1. Boyhood / Çocukluk – Richard Linklater, ABD
Richard Linklater’ın zaman kavramını ele alışı ve bunu özgün bir öykü aktarma yöntemi olarak benimsemesi de kendi sinema dilini oluşturması açısından etkin bir örnek. Sinemayı zamana şekil veren bir deneyim şeklinde tanımlaması, daha ilk filmlerinden itibaren zamanı bir karakter olarak filmlerine yerleştirmesi veya karakterlerini zamanın akışına bırakmasından da anladığımız gibi “zaman” Linklater’ın sinema estetiğinin oluşmasına büyük katkı sağlıyor. Bu açıdan bakıldığında yönetmenin son filmini 12 yıllık bir periyotta, dönemsel çekimler yaparak tamamlaması Linklater Sineması için şaşırtıcı değil. (Filmin Eleştirisi: Boyhood (2014): Anların Değeri, Zamanın Akıcılığı)
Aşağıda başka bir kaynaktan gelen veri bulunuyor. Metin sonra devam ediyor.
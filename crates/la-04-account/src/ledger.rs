//! # Ledger Account Operations
//!
//! Query and transfer behaviour shared by key-holding and predicate
//! accounts. Implementors supply their address, their provider binding and
//! how they authorize a prepared transaction.

use crate::domain::config::AccountConfig;
use crate::domain::errors::AccountError;
use crate::domain::transaction::{spend_queries, PreparedTransaction, TransferDraft, TxParams, Witness};
use crate::ports::outbound::{Provider, QueryProvider, TransactionHandle, TransactionProvider};
use async_trait::async_trait;
use la_01_address_codec::Address;
use la_03_resource_selection::{
    aggregate_balances, normalize_balances, AssetBalance, Coin, CoinSource, ResourceSelector,
    SpendQuery,
};
use shared_types::{AssetId, UtxoId, U256};
use std::sync::Arc;
use tracing::{debug, info};

/// An address that can query the ledger and move funds.
#[async_trait]
pub trait LedgerAccount: Send + Sync {
    /// Owner of the coins this account spends.
    fn address(&self) -> Address;

    /// Bound provider, if any.
    fn provider(&self) -> Option<&Arc<dyn Provider>>;

    fn config(&self) -> &AccountConfig;

    /// Fails when the account could not authorize a transfer right now.
    ///
    /// Checked before any remote call.
    fn ensure_can_authorize(&self) -> Result<(), AccountError>;

    /// Witness proving this account may spend the prepared inputs.
    fn authorize(&self, prepared: &PreparedTransaction) -> Result<Witness, AccountError>;

    /// Bound provider, or `NoProviderConfigured`.
    fn require_provider(&self) -> Result<&Arc<dyn Provider>, AccountError> {
        self.provider().ok_or(AccountError::NoProviderConfigured)
    }

    /// Unspent coins, optionally of one asset.
    async fn get_coins(&self, asset_id: Option<AssetId>) -> Result<Vec<Coin>, AccountError> {
        let provider = self.require_provider()?;
        Ok(provider.list_coins(&self.address(), asset_id).await?)
    }

    /// Total held of one asset; zero when none.
    async fn get_balance(&self, asset_id: AssetId) -> Result<U256, AccountError> {
        let coins = self.get_coins(Some(asset_id)).await?;
        Ok(aggregate_balances(&coins)
            .into_iter()
            .find(|balance| balance.asset_id == asset_id)
            .map_or_else(U256::zero, |balance| balance.amount))
    }

    /// Totals of every asset held, ascending by asset id.
    async fn get_balances(&self) -> Result<Vec<AssetBalance>, AccountError> {
        let provider = self.require_provider()?;
        let reported = provider.get_balances(&self.address()).await?;
        Ok(normalize_balances(reported))
    }

    /// Coins covering `queries`. See `ResourceSelector::select_resources`.
    async fn get_resources_to_spend(
        &self,
        queries: &[SpendQuery],
        excluded: &[UtxoId],
    ) -> Result<Vec<Coin>, AccountError> {
        let provider = self.require_provider()?;
        let selector = ResourceSelector::with_config(Arc::clone(provider), self.config().selector);
        Ok(selector
            .select_resources(&self.address(), queries, excluded)
            .await?)
    }

    /// Send `amount` of `asset_id` to `destination`.
    ///
    /// Selects inputs (plus `params.fee_reserve` of the base asset), lets the
    /// provider assemble the transaction, attaches this account's witness
    /// and submits.
    ///
    /// # Errors
    /// - `InvalidAmount`: `amount` is zero
    /// - `NoSigningKey`: the account cannot authorize
    /// - `NoProviderConfigured`: no provider bound
    /// - `Selection`: inputs could not be gathered
    /// - `Provider`: assembly or submission failed
    async fn transfer(
        &self,
        destination: &Address,
        amount: U256,
        asset_id: AssetId,
        params: TxParams,
    ) -> Result<Box<dyn TransactionHandle>, AccountError> {
        if amount.is_zero() {
            return Err(AccountError::InvalidAmount);
        }
        self.ensure_can_authorize()?;
        let provider = self.require_provider()?;

        let sender = self.address();
        let queries = spend_queries(asset_id, amount, &params, self.config().base_asset_id);
        let inputs = self.get_resources_to_spend(&queries, &[]).await?;
        debug!(sender = %sender, inputs = inputs.len(), "Transfer inputs selected");

        let draft = TransferDraft {
            sender,
            recipient: *destination,
            asset_id,
            amount,
            inputs,
            params,
        };
        let prepared = provider.assemble(draft).await?;
        let witness = self.authorize(&prepared)?;
        let tx_id = prepared.id;
        let handle = provider.submit(prepared, witness).await?;

        info!(
            tx_id = %tx_id,
            sender = %sender,
            recipient = %destination,
            asset = %asset_id,
            amount = %amount,
            "Transfer submitted"
        );
        Ok(handle)
    }
}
2. Adieu au langage 3D / Dile Veda – Jean-Luc Godard, Fransa
Cannes Film Festivali’nden Jüri Büyük Ödülü ile dönen Jean-Luc Godard imzalı Dile Veda (Adieu au langage), düşünme ve seçme özgürlüğünden muzdarip beşerlerin bedensel eşitliği üzerinden hareket ederken, şartlandırılmış birey eylemlerinin dikte ettirilen öğretilerden başka hiçbir şey olmadığını, hiçbir yönlendirmeye maruz kalmadan yapılan iki eylem ile gösteriyor: Bir bebeğin ağlayışı ve bir havlama. (Filmin Eleştirisi: Goodbye to Language (2014): Görüntünün İntiharı)
3. Leviathan – Andrey Zvyagintsev, Rusya
Gnostikler dünyayı zincire vuran canavarlara kafa tutmak için karşı-canavar hazırlamaya yönelik her türlü girişime itiraz ederler. Oysa Leviathan tersi bakış açısını kutsar; ona güç verir, destek olur. Leviathan’ın aşılamak istediği ”insan insanın kurdudur” söylemidir; ne de olsa kendisi karanlıktan beslenen bir canavardır; aldanmamak gerekir. (Filmin Eleştirisi: Leviathan (2014): Canavarın Yansıması)
4. Cavalo Dinheiro / Horse Money – Pedro Costa
5. Under The Skin / Derinin Altında – Jonathan Glazer, İngilter, ABD, İsviçre
Ruh-beden diyalektiği, görmenin sınırları ve çeşitleri, siyah ve beyazın gözde oluşturduğu perde, Adem-Havva motifleri, derisine göre cisimleşen kişilikler… Under the Skin baştan sona insan olmaya ve tensel, duygusal hissetmeye/hazza dair bir film. (Teksin Begeç)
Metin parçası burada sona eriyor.